There is no official count of these soldiers. Puerto Rican soldiers fought in the Civil War, too. They were usually identified as Spanish, not as Puerto Rican, since Puerto Rico was still a Spanish colony at the time.
In 1899, following the Spanish-American War and Puerto Rico’s cession from Spain to the United States, the “Porto Rico Regiment of Infantry, United States Army” was created. This all-volunteer group was approved by the U.S. Congress on May 27, 1908, and eventually evolved into the Borinqueneers.
When Puerto Ricans became citizens of the United States in 1917, a battalion was sent to defend the Panama Canal. Lieutenant Teofilo Marxuach fired the first shot of World War I in the United States. Puerto Rican volunteers even fought under French command. Again, the specific numbers in these early efforts were not collected, but the Department of Defense reports that 18,000 Puerto Ricans fought in World War I.
65,000 fought in World War II. 61,000 fought in the Korean War. 48,000 fought in Vietnam, 10,000 in the Gulf War, and 38,000 in Iraq.
Now a new report from the Congressional Research Service has calculated the full number of casualties as accurately as possible.

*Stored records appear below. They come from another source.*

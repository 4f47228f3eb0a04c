//! Deliberate corruption of a live stack, for exercising the integrity layer.
//!
//! Only compiled with the `fault-injection` feature (and in this crate's own
//! tests). None of these writes touch the digests unless [`FaultInjector::reseal`]
//! is called, so a plain write is exactly what a stray pointer would do.

use crate::config::StackConfig;
use crate::error::GuardSide;
use crate::hash::Digest32;
use crate::stack::GuardedStack;
use crate::types::Element;

/// Write access to the raw fields of a [`GuardedStack`].
pub struct FaultInjector<'a> {
    stack: &'a mut GuardedStack,
}

impl GuardedStack {
    /// Get a fault injector for this stack.
    pub fn fault_injector(&mut self) -> FaultInjector<'_> {
        FaultInjector { stack: self }
    }
}

impl FaultInjector<'_> {
    /// Overwrite a structure canary.
    pub fn set_struct_guard(&mut self, side: GuardSide, value: u64) -> &mut Self {
        match side {
            GuardSide::Low => self.stack.struct_guard_low = value,
            GuardSide::High => self.stack.struct_guard_high = value,
        }
        self
    }

    /// Overwrite a buffer canary slot.
    pub fn set_buffer_guard(&mut self, side: GuardSide, value: Element) -> &mut Self {
        let slot = match side {
            GuardSide::Low => 0,
            GuardSide::High => self.stack.capacity.saturating_add(1),
        };
        self.write_raw(slot, value)
    }

    /// Overwrite a raw buffer slot (0 is the low guard). Out-of-range writes are ignored.
    pub fn write_raw(&mut self, slot: usize, value: Element) -> &mut Self {
        if let Some(e) = self.stack.buffer.as_mut().and_then(|b| b.get_mut(slot)) {
            *e = value;
        }
        self
    }

    /// Overwrite element slot `index` (0 is the bottom of the stack).
    pub fn write_element(&mut self, index: usize, value: Element) -> &mut Self {
        self.write_raw(index + 1, value)
    }

    /// Invert one byte (0..8, little-endian order) of a raw buffer slot.
    pub fn flip_byte(&mut self, slot: usize, byte: usize) -> &mut Self {
        if let Some(e) = self.stack.buffer.as_mut().and_then(|b| b.get_mut(slot)) {
            let mask = 0xffu64 << (8 * (byte % 8));
            *e = Element::from_bits(e.to_bits() ^ mask);
        }
        self
    }

    pub fn set_size(&mut self, size: i64) -> &mut Self {
        self.stack.size = size;
        self
    }

    pub fn set_capacity(&mut self, capacity: usize) -> &mut Self {
        self.stack.capacity = capacity;
        self
    }

    /// Replace the stored configuration, and with it the derived growth policy.
    pub fn set_config(&mut self, config: StackConfig) -> &mut Self {
        self.stack.config = config;
        self
    }

    /// Drop the buffer, leaving the stack without backing storage.
    pub fn drop_buffer(&mut self) -> &mut Self {
        self.stack.buffer = None;
        self
    }

    pub fn set_buffer_digest(&mut self, digest: Digest32) -> &mut Self {
        self.stack.buffer_digest = digest;
        self
    }

    pub fn set_struct_digest(&mut self, digest: Digest32) -> &mut Self {
        self.stack.struct_digest = digest;
        self
    }

    /// Recompute both digests over the current (possibly corrupted) contents.
    pub fn reseal(&mut self) -> &mut Self {
        self.stack.recompute_digests();
        self
    }
}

Among soldiers from Puerto Rico, these are the official casualties:
- Total wounded = 392
- Total fatalities = 1,559
- Total casualties = 1,951
As the Hurricane Maria death toll has shown, it is difficult to get accurate numbers. These official numbers, however, show that Puerto Rico has made sacrifices for her nation, the United States, for more than a century.